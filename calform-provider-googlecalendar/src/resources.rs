//! Resource type definitions for Google Calendar
//!
//! Maps host resource type names onto the schema configs in [`crate::schemas`].

use calform_core::provider::ResourceType;
use calform_core::schema::ResourceSchema;

use crate::schemas::GoogleCalendarSchemaConfig;

/// Calendar every resource lives in
pub const CALENDAR_ID: &str = "primary";

macro_rules! define_resource_type {
    ($name:ident, $type_name:expr, $config:path) => {
        pub struct $name;
        impl ResourceType for $name {
            fn name(&self) -> &'static str {
                $type_name
            }
            fn schema(&self) -> ResourceSchema {
                $config().schema
            }
        }
    };
}

define_resource_type!(EventType, "event", crate::schemas::event::event_config);

/// Returns all resource types supported by this provider
pub fn resource_types() -> Vec<Box<dyn ResourceType>> {
    vec![Box::new(EventType)]
}

/// Schema config for a host resource type name
pub fn schema_config(resource_type: &str) -> Option<GoogleCalendarSchemaConfig> {
    crate::schemas::configs()
        .into_iter()
        .find(|c| c.resource_type_name == resource_type)
}
//! Utility functions for value normalization and conversion

use log::warn;

use crate::api::{ConferenceData, ConferenceSolution, ConferenceSolutionKey, EntryPoint};

pub const TRANSPARENT: &str = "transparent";
pub const OPAQUE: &str = "opaque";

const MEET_SOLUTION_TYPE: &str = "hangoutsMeet";
const MEET_HOST: &str = "meet.google.com";

/// Convert `show_as_available` to the API transparency value
pub fn bool_to_transparency(show_as_available: bool) -> &'static str {
    if show_as_available { TRANSPARENT } else { OPAQUE }
}

/// Convert API transparency to `show_as_available`
///
/// Absent or empty transparency is the API default (opaque).
pub fn transparency_to_bool(transparency: Option<&str>) -> bool {
    match transparency {
        Some(TRANSPARENT) => true,
        Some(OPAQUE) | Some("") | None => false,
        Some(other) => {
            warn!("unknown transparency value {:?}, treating as opaque", other);
            false
        }
    }
}

/// Build Hangouts Meet conference data for a meet id
///
/// Returns `None` for an empty id.
pub fn meet_conference(meet_id: &str) -> Option<ConferenceData> {
    if meet_id.is_empty() {
        return None;
    }

    Some(ConferenceData {
        conference_solution: Some(ConferenceSolution {
            key: Some(ConferenceSolutionKey {
                solution_type: Some(MEET_SOLUTION_TYPE.to_string()),
            }),
            ..ConferenceSolution::default()
        }),
        entry_points: vec![EntryPoint {
            entry_point_type: Some("video".to_string()),
            uri: Some(format!("https://{}/{}", MEET_HOST, meet_id)),
            label: Some(format!("{}/{}", MEET_HOST, meet_id)),
            ..EntryPoint::default()
        }],
        ..ConferenceData::default()
    })
}

/// Meet id from the last path segment of the first entry point URI
pub fn meet_id_from_conference(conference: &ConferenceData) -> Option<String> {
    let uri = conference.entry_points.first()?.uri.as_deref()?;
    let segment = uri.trim_end_matches('/').rsplit('/').next()?;
    non_empty(segment)
}

/// `None` for empty text
pub fn non_empty(s: &str) -> Option<String> {
    if s.is_empty() {
        None
    } else {
        Some(s.to_string())
    }
}
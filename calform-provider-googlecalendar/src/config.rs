//! Provider configuration
//!
//! Resolves the credential material the provider authenticates with and the
//! user agent attached to every outbound call.

use std::fmt;
use std::path::{Path, PathBuf};

use calform_core::provider::{ConfigureRequest, ProviderError, ProviderResult};
use calform_core::resource::Value;

use crate::error::{ClientError, ClientResult};

/// Environment variables holding credentials (JSON or a path), in priority order
pub const CREDENTIALS_ENV_VARS: &[&str] = &[
    "GOOGLE_CREDENTIALS",
    "GOOGLE_CLOUD_KEYFILE_JSON",
    "GCLOUD_KEYFILE_JSON",
];

/// Environment variable holding a path to a credentials file
pub const APPLICATION_CREDENTIALS_ENV: &str = "GOOGLE_APPLICATION_CREDENTIALS";

const WELL_KNOWN_FILE: &str = "gcloud/application_default_credentials.json";

/// Configuration of the provider block
#[derive(Debug, Clone, Default, PartialEq)]
pub struct ProviderConfig {
    /// Credentials JSON, or a path to a file containing it
    pub credentials: Option<String>,
    /// Version reported by the host runtime
    pub host_version: Option<String>,
}

/// Where the credential material was found
#[derive(Debug, Clone, PartialEq, Eq)]
pub enum CredentialSource {
    Explicit,
    Env(&'static str),
    WellKnownFile(PathBuf),
}

impl fmt::Display for CredentialSource {
    fn fmt(&self, f: &mut fmt::Formatter<'_>) -> fmt::Result {
        match self {
            CredentialSource::Explicit => write!(f, "provider configuration"),
            CredentialSource::Env(name) => write!(f, "environment variable {}", name),
            CredentialSource::WellKnownFile(path) => write!(f, "{}", path.display()),
        }
    }
}

/// Credential JSON together with its origin
#[derive(Debug, Clone, PartialEq, Eq)]
pub struct ResolvedCredentials {
    pub source: CredentialSource,
    pub json: String,
}

impl ProviderConfig {
    /// Read the provider block handed over by the host
    pub fn from_request(request: &ConfigureRequest) -> ProviderResult<Self> {
        let credentials = match request.attributes.get("credentials") {
            None => None,
            Some(Value::String(s)) => Some(s.clone()),
            Some(_) => {
                return Err(ProviderError::validation(
                    "Provider attribute 'credentials' must be a string",
                ));
            }
        };

        Ok(Self {
            credentials,
            host_version: request.host_version.clone(),
        })
    }

    /// User agent sent with every request: `(<os> <arch>) Terraform/<version>`
    pub fn user_agent(&self) -> String {
        let version = match self.host_version.as_deref() {
            Some(v) if !v.is_empty() => v,
            _ => "unknown",
        };
        format!(
            "({} {}) Terraform/{}",
            std::env::consts::OS,
            std::env::consts::ARCH,
            version
        )
    }

    /// Resolve credentials from the configuration, then the process environment
    pub fn resolve_credentials(&self) -> ClientResult<ResolvedCredentials> {
        self.resolve_credentials_with(|name| std::env::var(name).ok(), well_known_file())
    }

    /// Resolve credentials with an explicit environment lookup
    ///
    /// Order: the `credentials` attribute, [`CREDENTIALS_ENV_VARS`],
    /// [`APPLICATION_CREDENTIALS_ENV`], then the gcloud well-known file if it
    /// exists. Empty values count as unset.
    pub fn resolve_credentials_with<F>(
        &self,
        env: F,
        well_known: Option<PathBuf>,
    ) -> ClientResult<ResolvedCredentials>
    where
        F: Fn(&str) -> Option<String>,
    {
        if let Some(value) = self.credentials.as_deref().filter(|v| !v.trim().is_empty()) {
            return Ok(ResolvedCredentials {
                source: CredentialSource::Explicit,
                json: load_material(value)?,
            });
        }

        for &name in CREDENTIALS_ENV_VARS
            .iter()
            .chain(std::iter::once(&APPLICATION_CREDENTIALS_ENV))
        {
            if let Some(value) = env(name).filter(|v| !v.trim().is_empty()) {
                let json = if name == APPLICATION_CREDENTIALS_ENV {
                    read_file(Path::new(value.trim()))?
                } else {
                    load_material(&value)?
                };
                return Ok(ResolvedCredentials {
                    source: CredentialSource::Env(name),
                    json,
                });
            }
        }

        if let Some(path) = well_known.filter(|p| p.is_file()) {
            let json = read_file(&path)?;
            return Ok(ResolvedCredentials {
                source: CredentialSource::WellKnownFile(path),
                json,
            });
        }

        Err(ClientError::Credentials(format!(
            "no credentials found; set the provider 'credentials' attribute or one of {}, {}",
            CREDENTIALS_ENV_VARS.join(", "),
            APPLICATION_CREDENTIALS_ENV
        )))
    }
}

/// Credential value that is either JSON content or a path to it
fn load_material(value: &str) -> ClientResult<String> {
    let trimmed = value.trim();
    if trimmed.starts_with('{') {
        Ok(trimmed.to_string())
    } else {
        read_file(Path::new(trimmed))
    }
}

fn read_file(path: &Path) -> ClientResult<String> {
    std::fs::read_to_string(path).map_err(|e| {
        ClientError::Credentials(format!(
            "failed to read credentials file {}: {}",
            path.display(),
            e
        ))
    })
}

/// Application default credentials written by gcloud
fn well_known_file() -> Option<PathBuf> {
    let base = if cfg!(windows) {
        dirs::config_dir()
    } else {
        dirs::home_dir().map(|home| home.join(".config"))
    };
    base.map(|dir| dir.join(WELL_KNOWN_FILE))
}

---------------

Assignment
Copy out each line of the data where the string "ResourceSchema" appears.

Answer space
use calform_core::schema::ResourceSchema;
            fn schema(&self) -> ResourceSchema {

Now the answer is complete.